Source information:

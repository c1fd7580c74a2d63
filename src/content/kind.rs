//! Content kind flags.
//!
//! A [`Kind`] describes the role a content source plays in the site graph.
//! Composite kinds are bit unions of the base flags, and every check uses
//! bitwise containment rather than equality: a `TERM` page still answers
//! `true` to `is_list()`.

use std::fmt;

/// Bitset describing a content node's role.
///
/// The kind is assigned during scanning (or taxonomy synthesis) and never
/// changes afterwards.
#[derive(Debug, Clone, Copy, PartialEq, Eq, Hash)]
pub struct Kind(u8);

impl Kind {
    /// A single content page.
    pub const SINGLE: Self = Self(1 << 0);
    /// A page that lists other pages.
    pub const LIST: Self = Self(1 << 1);
    /// A directory-index page.
    pub const INDEX: Self = Self(1 << 2);
    /// Fabricated by the generator rather than authored.
    pub const SYSTEM: Self = Self(1 << 3);
    /// Part of the tag taxonomy.
    pub const IS_TAXONOMY: Self = Self(1 << 4);

    /// Plain content page (`SINGLE`).
    pub const PAGE: Self = Self::SINGLE;
    /// The site home page.
    pub const HOME: Self = Self(Self::SYSTEM.0 | Self::INDEX.0);
    /// A section listing page.
    pub const SECTION: Self = Self(Self::SYSTEM.0 | Self::LIST.0);
    /// The shared tags root.
    pub const TAXONOMY: Self = Self(Self::SYSTEM.0 | Self::IS_TAXONOMY.0 | Self::LIST.0);
    /// One tag's own listing page.
    pub const TERM: Self =
        Self(Self::SYSTEM.0 | Self::SINGLE.0 | Self::IS_TAXONOMY.0 | Self::LIST.0);

    /// Bitwise containment: does this kind carry every flag of `other`?
    #[inline]
    pub const fn contains(self, other: Self) -> bool {
        self.0 & other.0 == other.0
    }

    #[inline]
    pub const fn is_list(self) -> bool {
        self.contains(Self::LIST)
    }

    #[inline]
    pub const fn is_system(self) -> bool {
        self.contains(Self::SYSTEM)
    }

    #[inline]
    pub const fn is_taxonomy_kind(self) -> bool {
        self.contains(Self::IS_TAXONOMY)
    }

    /// A regular, authored content page: `SINGLE` without `SYSTEM`.
    #[inline]
    pub const fn is_page(self) -> bool {
        self.contains(Self::SINGLE) && !self.contains(Self::SYSTEM)
    }

    /// Parse an explicit kind override from front matter.
    pub fn parse(name: &str) -> Option<Self> {
        match name {
            "page" | "single" => Some(Self::PAGE),
            "home" => Some(Self::HOME),
            "section" => Some(Self::SECTION),
            "taxonomy" => Some(Self::TAXONOMY),
            "term" => Some(Self::TERM),
            _ => None,
        }
    }

    /// Flag names set on this kind, most specific first.
    ///
    /// Drives the template lookup order: a term page tries `term` before
    /// `taxonomy`, `list`, and so on.
    pub fn names(self) -> Vec<&'static str> {
        // Composite names first so the most specific template wins.
        let composites: &[(Self, &str)] = &[
            (Self::TERM, "term"),
            (Self::TAXONOMY, "taxonomy"),
            (Self::HOME, "home"),
            (Self::SECTION, "section"),
        ];
        let flags: &[(Self, &str)] = &[
            (Self::IS_TAXONOMY, "taxonomy"),
            (Self::LIST, "list"),
            (Self::INDEX, "index"),
            (Self::SINGLE, "page"),
        ];

        let mut names = Vec::new();
        for &(kind, name) in composites.iter().chain(flags) {
            if self.contains(kind) && !names.contains(&name) {
                names.push(name);
            }
        }
        names
    }
}

impl Default for Kind {
    fn default() -> Self {
        Self::PAGE
    }
}

impl std::ops::BitOr for Kind {
    type Output = Self;

    fn bitor(self, rhs: Self) -> Self {
        Self(self.0 | rhs.0)
    }
}

impl fmt::Display for Kind {
    fn fmt(&self, f: &mut fmt::Formatter<'_>) -> fmt::Result {
        let names = self.names();
        write!(f, "{}", names.first().unwrap_or(&"page"))
    }
}

#[cfg(test)]
mod tests {
    use super::*;

    #[test]
    fn test_composites_are_unions() {
        assert!(Kind::HOME.contains(Kind::SYSTEM));
        assert!(Kind::HOME.contains(Kind::INDEX));
        assert!(Kind::SECTION.contains(Kind::LIST));
        assert!(Kind::TAXONOMY.contains(Kind::IS_TAXONOMY));
        assert!(Kind::TERM.contains(Kind::SINGLE));
    }

    #[test]
    fn test_containment_not_equality() {
        // A term is still a list, even though TERM != LIST.
        assert!(Kind::TERM.is_list());
        assert_ne!(Kind::TERM, Kind::LIST | Kind::SYSTEM);
    }

    #[test]
    fn test_is_page_excludes_system() {
        assert!(Kind::PAGE.is_page());
        assert!(!Kind::TERM.is_page()); // SINGLE but SYSTEM
        assert!(!Kind::SECTION.is_page());
    }

    #[test]
    fn test_parse_round_trip() {
        assert_eq!(Kind::parse("section"), Some(Kind::SECTION));
        assert_eq!(Kind::parse("term"), Some(Kind::TERM));
        assert_eq!(Kind::parse("bogus"), None);
    }

    #[test]
    fn test_names_most_specific_first() {
        let names = Kind::TERM.names();
        assert_eq!(names.first(), Some(&"term"));
        assert!(names.contains(&"list"));
        assert!(names.contains(&"page"));
    }

    #[test]
    fn test_names_plain_page() {
        assert_eq!(Kind::PAGE.names(), vec!["page"]);
    }
}
//! Pages: format-specific materializations of content sources.
//!
//! A page is derived state. Everything it exposes beyond its permalink is
//! recomputed from the owning source on demand and memoized per page
//! instance (the markdown and template calls are the expensive ones), so
//! dropping the page drops the cache with it.

use crate::cache::{TemplateKey, TemplateTier};
use crate::content::output::OutputFormat;
use crate::content::source::ContentSource;
use crate::log;
use crate::markdown;
use crate::site::Site;
use crate::templates;
use std::collections::BTreeMap;
use std::sync::{Arc, OnceLock};
use tera::Context;

/// One rendered unit: (content source × output format).
#[derive(Debug)]
pub struct Page {
    /// Index into the site's page arena.
    pub id: usize,
    /// Relative path of the owning content source.
    pub source_path: String,
    pub format: OutputFormat,
    /// Assigned exactly once during post-processing; the key this page is
    /// registered under in the content index.
    pub rel_permalink: String,
    /// Resolved alias URLs, registered alongside the permalink.
    pub aliases: Vec<String>,

    content_pre: OnceLock<String>,
    content: OnceLock<String>,
    complete: OnceLock<String>,
    words: OnceLock<usize>,
}

impl Page {
    pub fn new(
        id: usize,
        source_path: String,
        format: OutputFormat,
        rel_permalink: String,
        aliases: Vec<String>,
    ) -> Self {
        Self {
            id,
            source_path,
            format,
            rel_permalink,
            aliases,
            content_pre: OnceLock::new(),
            content: OnceLock::new(),
            complete: OnceLock::new(),
            words: OnceLock::new(),
        }
    }

    /// Output file path relative to the output directory.
    ///
    /// Pretty permalinks become `{path}/{base_name}.{ext}`; ugly permalinks
    /// are already file names.
    pub fn output_path(&self) -> String {
        let trimmed = self.rel_permalink.trim_matches('/');
        let suffix = format!(".{}", self.format.extension);

        if self.rel_permalink.ends_with(&suffix) {
            trimmed.to_string()
        } else if trimmed.is_empty() {
            format!("{}.{}", self.format.base_name, self.format.extension)
        } else {
            format!("{trimmed}/{}.{}", self.format.base_name, self.format.extension)
        }
    }

    /// Raw body through the Markdown converter, memoized.
    pub fn content_pre_rendered(&self, site: &Site) -> &str {
        self.content_pre.get_or_init(|| {
            site.with_source(&self.source_path, |s| markdown::to_html(&s.raw_content))
                .unwrap_or_default()
        })
    }

    /// `content_pre_rendered` through the page-level theme template, when
    /// one resolves; unchanged otherwise. Render failure falls back one
    /// tier.
    pub fn content(&self, site: &Site) -> &str {
        self.content.get_or_init(|| {
            let pre = self.content_pre_rendered(site).to_string();
            self.through_template(site, TemplateTier::Page, pre)
        })
    }

    /// `content` through the layout (`-baseof`) template, when one
    /// resolves; unchanged otherwise.
    pub fn complete_content(&self, site: &Site) -> &str {
        self.complete.get_or_init(|| {
            let inner = self.content(site).to_string();
            self.through_template(site, TemplateTier::Layout, inner)
        })
    }

    /// Word count of the Markdown-stripped plain text, memoized.
    pub fn word_count(&self, site: &Site) -> usize {
        *self.words.get_or_init(|| {
            site.with_source(&self.source_path, |s| markdown::word_count(&s.raw_content))
                .unwrap_or(0)
        })
    }

    /// Child pages matching this page's output format, ordered by
    /// descending weight (stable for equal weights).
    pub fn pages(&self, site: &Site) -> Vec<Arc<Page>> {
        let children = site
            .with_source(&self.source_path, |s| s.children.clone())
            .unwrap_or_default();

        let mut pages: Vec<(i64, Arc<Page>)> = children
            .iter()
            .flat_map(|child| {
                let weight = site
                    .with_source(child, |s| s.front.weight)
                    .unwrap_or_default();
                site.pages_of(child)
                    .into_iter()
                    .filter(|p| p.format == self.format)
                    .map(move |p| (weight, p))
            })
            .collect();

        pages.sort_by(|a, b| b.0.cmp(&a.0));
        pages.into_iter().map(|(_, p)| p).collect()
    }

    /// `pages()` narrowed to regular content pages (single, non-system).
    pub fn regular_pages(&self, site: &Site) -> Vec<Arc<Page>> {
        self.pages(site)
            .into_iter()
            .filter(|p| {
                site.with_source(&p.source_path, |s| s.kind.is_page())
                    .unwrap_or(false)
            })
            .collect()
    }

    /// For every tag term this page's source is linked under, the term's
    /// pages matching this page's format.
    pub fn tag_pages(&self, site: &Site) -> Vec<Arc<Page>> {
        let terms = site
            .with_source(&self.source_path, |s| s.tag_terms.clone())
            .unwrap_or_default();

        terms
            .iter()
            .flat_map(|term| site.pages_of(term))
            .filter(|p| p.format == self.format)
            .collect()
    }

    /// Every URL this page answers to: its permalink, its aliases, and
    /// its bundle resources. First registration wins on collision.
    pub fn all_output_urls(&self, site: &Site) -> BTreeMap<String, &'static str> {
        let mut urls = BTreeMap::new();
        urls.insert(self.rel_permalink.clone(), "page");
        for alias in &self.aliases {
            urls.entry(alias.clone()).or_insert("alias");
        }
        let resources = site
            .with_source(&self.source_path, |s| {
                s.resources.iter().map(|r| r.rel_permalink.clone()).collect::<Vec<_>>()
            })
            .unwrap_or_default();
        for url in resources {
            urls.entry(url).or_insert("resource");
        }
        urls
    }

    fn through_template(&self, site: &Site, tier: TemplateTier, inner: String) -> String {
        let Some((section, type_name, kind)) =
            site.with_source(&self.source_path, |s| {
                (s.front.section.clone(), effective_type(s), s.kind)
            })
        else {
            return inner;
        };

        let key = TemplateKey {
            section,
            type_name,
            kind,
            format: self.format.name,
            tier,
        };
        let Some(template) = templates::resolve(site.config, &site.cache, key) else {
            return inner;
        };

        let mut context = site
            .with_source(&self.source_path, |s| page_context(site, s))
            .unwrap_or_else(Context::new);
        context.insert("content", &inner);
        context.insert("permalink", &self.rel_permalink);

        if kind.is_list() {
            context.insert("pages", &summarize_all(site, &self.pages(site)));
            context.insert(
                "regular_pages",
                &summarize_all(site, &self.regular_pages(site)),
            );
        }
        let tagged = self.tag_pages(site);
        if !tagged.is_empty() {
            context.insert("tag_pages", &summarize_all(site, &tagged));
        }

        match templates::render(&template, &context) {
            Ok(rendered) => rendered,
            Err(err) => {
                log!("error"; "template for {}: {err}", self.source_path);
                inner
            }
        }
    }
}

/// Serializable listing entries for `pages` / `regular_pages` /
/// `tag_pages` template bindings.
fn summarize_all(site: &Site, pages: &[Arc<Page>]) -> Vec<serde_json::Value> {
    pages.iter().map(|p| summarize(site, p)).collect()
}

fn summarize(site: &Site, page: &Page) -> serde_json::Value {
    let (title, date, weight) = site
        .with_source(&page.source_path, |s| {
            (s.front.title.clone(), s.front.date, s.front.weight)
        })
        .unwrap_or_default();

    serde_json::json!({
        "title": title,
        "permalink": page.rel_permalink,
        "date": date.map(|d| d.to_rfc3339()),
        "weight": weight,
        "word_count": page.word_count(site),
    })
}

/// The content type used in template lookup: explicit `type`, else the
/// section name, else `_default`.
pub fn effective_type(source: &ContentSource) -> String {
    match &source.front.type_name {
        Some(t) if !t.is_empty() => t.clone(),
        _ if !source.front.section.is_empty() => source.front.section.clone(),
        _ => "_default".to_string(),
    }
}

/// Context for permalink (`url:`) templates: `page` and `site` bindings,
/// no rendered content yet.
pub fn url_context(site: &Site, source: &ContentSource) -> Context {
    page_context(site, source)
}

/// Shared `page` / `site` bindings for template rendering.
pub fn page_context(site: &Site, source: &ContentSource) -> Context {
    let mut context = Context::new();

    let config = site.config;
    context.insert(
        "site",
        &serde_json::json!({
            "title": config.base.title,
            "description": config.base.description,
            "author": config.base.author,
            "base_url": config.base.url,
            "language": config.base.language,
        }),
    );

    let front = &source.front;
    context.insert(
        "page",
        &serde_json::json!({
            "title": front.title,
            "slug": crate::content::source::file_stem(&source.path),
            "section": front.section,
            "type": effective_type(source),
            "kind": source.kind.to_string(),
            "system": source.kind.is_system(),
            "date": front.date.map(|d| d.to_rfc3339()),
            "lastmod": front.lastmod.map(|d| d.to_rfc3339()),
            "weight": front.weight,
            "draft": front.draft,
            "tags": front.tags,
            "params": front.params,
        }),
    );

    context
}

Task instructions: Only the lines from the start of the material through the line containing "pub const fn is_taxonomy_kind(self)" belong in the answer, each copied exactly.

Response to this task:
repository c1fd7580c74a2d63
filename src/content/kind.rs
//! Content kind flags.
//!
//! A [`Kind`] describes the role a content source plays in the site graph.
//! Composite kinds are bit unions of the base flags, and every check uses
//! bitwise containment rather than equality: a `TERM` page still answers
//! `true` to `is_list()`.

use std::fmt;

/// Bitset describing a content node's role.
///
/// The kind is assigned during scanning (or taxonomy synthesis) and never
/// changes afterwards.
#[derive(Debug, Clone, Copy, PartialEq, Eq, Hash)]
pub struct Kind(u8);

impl Kind {
    /// A single content page.
    pub const SINGLE: Self = Self(1 << 0);
    /// A page that lists other pages.
    pub const LIST: Self = Self(1 << 1);
    /// A directory-index page.
    pub const INDEX: Self = Self(1 << 2);
    /// Fabricated by the generator rather than authored.
    pub const SYSTEM: Self = Self(1 << 3);
    /// Part of the tag taxonomy.
    pub const IS_TAXONOMY: Self = Self(1 << 4);

    /// Plain content page (`SINGLE`).
    pub const PAGE: Self = Self::SINGLE;
    /// The site home page.
    pub const HOME: Self = Self(Self::SYSTEM.0 | Self::INDEX.0);
    /// A section listing page.
    pub const SECTION: Self = Self(Self::SYSTEM.0 | Self::LIST.0);
    /// The shared tags root.
    pub const TAXONOMY: Self = Self(Self::SYSTEM.0 | Self::IS_TAXONOMY.0 | Self::LIST.0);
    /// One tag's own listing page.
    pub const TERM: Self =
        Self(Self::SYSTEM.0 | Self::SINGLE.0 | Self::IS_TAXONOMY.0 | Self::LIST.0);

    /// Bitwise containment: does this kind carry every flag of `other`?
    #[inline]
    pub const fn contains(self, other: Self) -> bool {
        self.0 & other.0 == other.0
    }

    #[inline]
    pub const fn is_list(self) -> bool {
        self.contains(Self::LIST)
    }

    #[inline]
    pub const fn is_system(self) -> bool {
        self.contains(Self::SYSTEM)
    }

    #[inline]
    pub const fn is_taxonomy_kind(self) -> bool {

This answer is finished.